◆ TASK INPUT ◆
'''
//! Tool trait definition
//!
//! All tools implement this trait to provide a consistent interface.

use anyhow::Result;
use async_trait::async_trait;
use serde::{Deserialize, Serialize};
use serde_json::Value;

/// A pending tool call: which tool, with what input
///
/// Hooks may rewrite `input` during PreToolUse; the rewritten invocation is
/// the one that gets executed.
#[derive(Debug, Clone, PartialEq, Serialize, Deserialize)]
pub struct ToolInvocation {
    /// Unique id for this call
    pub id: String,
    /// Tool identifier, e.g. "Bash"
    pub tool_name: String,
    /// Tool-specific input record
    pub input: Value,
}

impl ToolInvocation {
    /// Create an invocation with a fresh id
    pub fn new(tool_name: impl Into<String>, input: Value) -> Self {
        Self {
            id: uuid::Uuid::new_v4().to_string(),
            tool_name: tool_name.into(),
            input,
        }
    }

    /// Create an invocation with a caller-supplied id
    pub fn with_id(id: impl Into<String>, tool_name: impl Into<String>, input: Value) -> Self {
        Self {
            id: id.into(),
            tool_name: tool_name.into(),
            input,
        }
    }
}

/// Result of executing a tool
#[derive(Debug, Clone, PartialEq, Serialize, Deserialize)]
pub struct ToolResult {
    /// The output of the tool
    pub output: String,
    /// Whether the tool execution resulted in an error
    pub is_error: bool,
}

impl ToolResult {
    /// Create a successful tool result
    pub fn success(output: impl Into<String>) -> Self {
        Self {
            output: output.into(),
            is_error: false,
        }
    }

    /// Create an error tool result
    pub fn error(message: impl Into<String>) -> Self {
        Self {
            output: message.into(),
            is_error: true,
        }
    }
}

/// Information about a tool invocation, for logs and prompts
#[derive(Debug, Clone)]
pub struct ToolInfo {
    /// Name of the tool
    pub name: String,
    /// Human-readable description of what this invocation will do
    pub action_description: String,
    /// Additional details about the action (e.g., command to run)
    pub details: Option<String>,
}

/// Trait for tools that the agent can use
#[async_trait]
pub trait Tool: Send + Sync {
    /// Get the name of this tool
    fn name(&self) -> &str;

    /// Get a description of this tool
    fn description(&self) -> &str;

    /// Get information about what this tool invocation will do
    fn get_info(&self, input: &Value) -> ToolInfo;

    /// Execute the tool with the given input
    ///
    /// The input is a JSON value that matches the tool's input schema.
    async fn execute(&self, input: &Value) -> Result<ToolResult>;
}

#[cfg(test)]
mod tests {
    use super::*;
    use serde_json::json;

    #[test]
    fn test_tool_result_success() {
        let result = ToolResult::success("output");
        assert_eq!(result.output, "output");
        assert!(!result.is_error);
    }

    #[test]
    fn test_tool_result_error() {
        let result = ToolResult::error("error message");
        assert_eq!(result.output, "error message");
        assert!(result.is_error);
    }

    #[test]
    fn test_invocations_get_distinct_ids() {
        let a = ToolInvocation::new("Bash", json!({"command": "ls"}));
        let b = ToolInvocation::new("Bash", json!({"command": "ls"}));
        assert_ne!(a.id, b.id);

        let c = ToolInvocation::with_id("toolu_1", "Read", json!({}));
        assert_eq!(c.id, "toolu_1");
        assert_eq!(c.tool_name, "Read");
    }
}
'''
◆ TASK DETAILS ◆
Reprint exactly the lines above that start at the one with "command to run)" and end at the one with "tool's input schema.", keeping both and adding none.

◆ YOUR RESPONSE ◆
    /// Additional details about the action (e.g., command to run)
    pub details: Option<String>,
}

/// Trait for tools that the agent can use
#[async_trait]
pub trait Tool: Send + Sync {
    /// Get the name of this tool
    fn name(&self) -> &str;

    /// Get a description of this tool
    fn description(&self) -> &str;

    /// Get information about what this tool invocation will do
    fn get_info(&self, input: &Value) -> ToolInfo;

    /// Execute the tool with the given input
    ///
    /// The input is a JSON value that matches the tool's input schema.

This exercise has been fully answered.